Patrick Reed bests Jordan Spieth in battle of friends at WGC-Dell Match Play

American Matt Kuchar drills electric hole-in-one on par-3 seventh in Round 3 win


AUSTIN — Patrick Reed decided to putt from the fringe. It ended with a slam dunk in the hole and a friendly handshake. 

The outgoing Reed beat friend and Ryder Cup partner Jordan Spieth 2-and-1 on Friday, draining a putt from just off the green on the par-3 17th to move on to the Round of 16 at the WGC-Dell Match Play. 

“I was just thinking to myself, just get it to the hole,” Reed said. “Worst case scenario, you have an uphill putt coming back. Just kind of the range I had, I'm sitting there thinking two putts to win the match. Just happened to be the perfect line. Thank God because that thing was moving.”

Reed will face off with Alex Noren, who beat Tony Finau 1 up thanks to a birdie on the 17th hole, beginning at 8:25 a.m. on Saturday. 

Spieth opened with back-to-back double bogeys and Rood took advantage, jumping out to a two-hole lead. The former Longhorn birdied the par-4 fifth and par-4 ninth to get within one both times. 

He stuck his approach to within two feet of the hole on the par-4 10th and birdied to even the match. 

“I felt I was very cool today, especially given the start,” Spieth said. “It wasn't necessarily because it was Patrick. We certainly have familiarity, but neither one of us played great golf today. One of us played just a little bit better. 

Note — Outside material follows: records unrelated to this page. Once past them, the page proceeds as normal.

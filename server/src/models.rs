use chrono::{DateTime, Utc};
use diesel::prelude::*;
use recipebox_core::Record;
use serde_json::Value;
use uuid::Uuid;

#[derive(Queryable, Selectable, Debug)]
#[diesel(table_name = crate::schema::users)]
#[diesel(check_for_backend(diesel::pg::Pg))]
#[allow(dead_code)]
pub struct User {
    pub id: Uuid,
    pub username: String,
    pub password_hash: String,
    pub created_at: DateTime<Utc>,
    pub updated_at: DateTime<Utc>,
    pub deleted_at: Option<DateTime<Utc>>,
}

#[derive(Insertable)]
#[diesel(table_name = crate::schema::users)]
pub struct NewUser<'a> {
    pub username: &'a str,
    pub password_hash: &'a str,
}

#[derive(Insertable)]
#[diesel(table_name = crate::schema::sessions)]
pub struct NewSession<'a> {
    pub user_id: Uuid,
    pub token_hash: &'a str,
    pub expires_at: DateTime<Utc>,
}

#[derive(Insertable)]
#[diesel(table_name = crate::schema::user_roles)]
pub struct NewUserRole<'a> {
    pub user_id: Uuid,
    pub role: &'a str,
}

#[derive(Queryable, Selectable, Debug)]
#[diesel(table_name = crate::schema::documents)]
#[diesel(check_for_backend(diesel::pg::Pg))]
pub struct DocumentRow {
    pub id: Uuid,
    pub owner_id: Option<Uuid>,
    pub body: Value,
    pub created_at: DateTime<Utc>,
    pub updated_at: DateTime<Utc>,
}

impl From<DocumentRow> for Record {
    fn from(row: DocumentRow) -> Self {
        Record {
            id: row.id,
            owner_id: row.owner_id,
            body: row.body,
            created_at: row.created_at,
            updated_at: row.updated_at,
        }
    }
}

#[derive(Insertable)]
#[diesel(table_name = crate::schema::documents)]
pub struct NewDocument<'a> {
    pub id: Uuid,
    pub collection: &'a str,
    pub owner_id: Option<Uuid>,
    pub body: Value,
    pub created_at: DateTime<Utc>,
    pub updated_at: DateTime<Utc>,
}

“But I had great control of my emotions, I felt like. I was positive at times where I could have gone the other way and have in the past.”

Reed won the following hole to retake the lead for good. He took control of the match at the par-4 13th, slamming his approach to two feet and making the birdie putt. Spieth two-putted for par. 

“I feel like did momentum for most of the front nine,” Reed said. “I felt like the momentum switched his way. To go ahead and win No. 11 and to kind of capitalize on No. 13 like that, I felt like from that point on all the momentum was in my favor.”

The duo made a name for themselves at the 2016 Ryder Cup, teaming up to help the U.S beat the Europeans. Reed won his first PGA Tour tournament by beating Spieth in a playoff in 2013. Spieth returns the favor in 2015 in a playoff win over Reed and Sean O’Hair.

“I don't think it would have been that tough to beat me today,” Spieth said. “I just didn't have a really good day. You know, sometimes that happens. I just got a little off. Patrick is a great competitor. I felt like I fought hard around the middle of that match and then I just didn't quite have it today.”

Reed is one of seven players to win all three round-robin matches, joining Kiradech Aphibarnrat, Sergio Garcia, Charles Howell III, Noren, Ian Poulter and Justin Thomas.

Defending WGC-Dell Match Play champion Dustin Johnson and runner-up Jon Rahm both will not advance after a combined 0-5-1 record in group play, with Rahm accounting for the half-point.

Spieth and Reed have been paid together 12 times between the Presidents Cup and Ryder Cup and have an 8-1-3 record as a pair. Friday’s excitement level lives up to expectations. 

“Of course it was exciting to play Jordan,” Reed said. “Really I think no matter who you are playing when it's a literally a winner-move-on format, you are going to get excited about it. It was just one of those days that with how the conditions weren’t fun. There's going to be just who doesn't make some mistakes, who's able to grind out some pars and maybe make a birdie here or there.”

While Spieth and Reed stole the headlines, Matt Kuchar had the shot of the day. 

The American’s shot on the 201-yard, par-3 seventh bounced a couple times in from the pin on the right side of the green and snuck in for a hole-in-one. Kuchar won the match against Ross Fisher and the group and will face off with Kevin Kisner at 8:47 a.m. in the Round of 16. 

“When I hit the ball, I knew it was a good line and had potential to be close for a good-looking birdie,” Kuchar said. “As it kept rolling, it kept getting closer and closer and finally it disappeared. And it was fun to be up at elevation and see the ball the entire way and see it disappear. That's always a special thing in the game of golf.”